AVAILABLE RECORDS>
______________________________
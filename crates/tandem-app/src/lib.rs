//! Tandem Application
//!
//! Command-line shell that replays a session script against two face-to-face
//! panes and exports what each pane shows.

mod app;
mod script;

pub use app::{App, AppError, UiState};
pub use script::{Action, PaneSize, Script};
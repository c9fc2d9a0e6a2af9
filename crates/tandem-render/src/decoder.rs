//! [`ImageDecoder`] backed by the `image` crate.

use image::ImageError;
use tandem_core::decode::{BoxFuture, DecodeError, DecodedImage, ImageDecoder};

/// Decodes PNG, JPEG and WebP bytes into RGBA8.
///
/// Decoding runs when the returned future is first polled.
#[derive(Debug, Clone, Copy, Default)]
pub struct ImageCrateDecoder;

impl ImageCrateDecoder {
    pub fn new() -> Self {
        Self
    }

    /// Decode synchronously.
    pub fn decode_now(bytes: &[u8]) -> Result<DecodedImage, DecodeError> {
        if bytes.is_empty() {
            return Err(DecodeError::Empty);
        }
        let decoded = image::load_from_memory(bytes).map_err(|e| match e {
            ImageError::Unsupported(_) => DecodeError::Unsupported,
            other => DecodeError::InvalidData(other.to_string()),
        })?;
        let rgba = decoded.to_rgba8();
        let (width, height) = rgba.dimensions();
        log::debug!("Decoded image: {}x{}", width, height);
        DecodedImage::new(width, height, rgba.into_raw())
    }
}

impl ImageDecoder for ImageCrateDecoder {
    fn decode(&self, bytes: Vec<u8>) -> BoxFuture<'static, Result<DecodedImage, DecodeError>> {
        Box::pin(async move { Self::decode_now(&bytes) })
    }
}

#[cfg(test)]
mod tests {
    use super::*;
    use crate::export::encode_png;

    #[test]
    fn test_decodes_png() {
        let bytes = encode_png(&[10, 20, 30, 255, 40, 50, 60, 128], 2, 1).unwrap();
        let decoded = pollster::block_on(ImageCrateDecoder::new().decode(bytes)).unwrap();
        assert_eq!((decoded.width(), decoded.height()), (2, 1));
        assert_eq!(decoded.pixel(1, 0), Some([40, 50, 60, 128]));
    }

    #[test]
    fn test_empty_bytes() {
        let result = pollster::block_on(ImageCrateDecoder::new().decode(Vec::new()));
        assert_eq!(result, Err(DecodeError::Empty));
    }

    #[test]
    fn test_garbage_is_rejected() {
        let result = pollster::block_on(ImageCrateDecoder::new().decode(b"definitely not an image".to_vec()));
        assert!(matches!(result, Err(DecodeError::Unsupported | DecodeError::InvalidData(_))));
    }
}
______________________________
Restate the records above word for word, omitting nothing.

filename crates/tandem-app/src/lib.rs
//! Tandem Application
//!
//! Command-line shell that replays a session script against two face-to-face
//! panes and exports what each pane shows.

mod app;
mod script;

pub use app::{App, AppError, UiState};
pub use script::{Action, PaneSize, Script};
repository c9fc2d9a0e6a2af9
filename crates/tandem-render/src/decoder.rs
//! [`ImageDecoder`] backed by the `image` crate.

use image::ImageError;
use tandem_core::decode::{BoxFuture, DecodeError, DecodedImage, ImageDecoder};

/// Decodes PNG, JPEG and WebP bytes into RGBA8.
///
/// Decoding runs when the returned future is first polled.
#[derive(Debug, Clone, Copy, Default)]
pub struct ImageCrateDecoder;

impl ImageCrateDecoder {
    pub fn new() -> Self {
        Self
    }

    /// Decode synchronously.
    pub fn decode_now(bytes: &[u8]) -> Result<DecodedImage, DecodeError> {
        if bytes.is_empty() {
            return Err(DecodeError::Empty);
        }
        let decoded = image::load_from_memory(bytes).map_err(|e| match e {
            ImageError::Unsupported(_) => DecodeError::Unsupported,
            other => DecodeError::InvalidData(other.to_string()),
        })?;
        let rgba = decoded.to_rgba8();
        let (width, height) = rgba.dimensions();
        log::debug!("Decoded image: {}x{}", width, height);
        DecodedImage::new(width, height, rgba.into_raw())
    }
}

impl ImageDecoder for ImageCrateDecoder {
    fn decode(&self, bytes: Vec<u8>) -> BoxFuture<'static, Result<DecodedImage, DecodeError>> {
        Box::pin(async move { Self::decode_now(&bytes) })
    }
}

#[cfg(test)]
mod tests {
    use super::*;
    use crate::export::encode_png;

    #[test]
    fn test_decodes_png() {
        let bytes = encode_png(&[10, 20, 30, 255, 40, 50, 60, 128], 2, 1).unwrap();
        let decoded = pollster::block_on(ImageCrateDecoder::new().decode(bytes)).unwrap();
        assert_eq!((decoded.width(), decoded.height()), (2, 1));
        assert_eq!(decoded.pixel(1, 0), Some([40, 50, 60, 128]));
    }

    #[test]
    fn test_empty_bytes() {
        let result = pollster::block_on(ImageCrateDecoder::new().decode(Vec::new()));
        assert_eq!(result, Err(DecodeError::Empty));
    }

    #[test]
    fn test_garbage_is_rejected() {
        let result = pollster::block_on(ImageCrateDecoder::new().decode(b"definitely not an image".to_vec()));
        assert!(matches!(result, Err(DecodeError::Unsupported | DecodeError::InvalidData(_))));
    }
}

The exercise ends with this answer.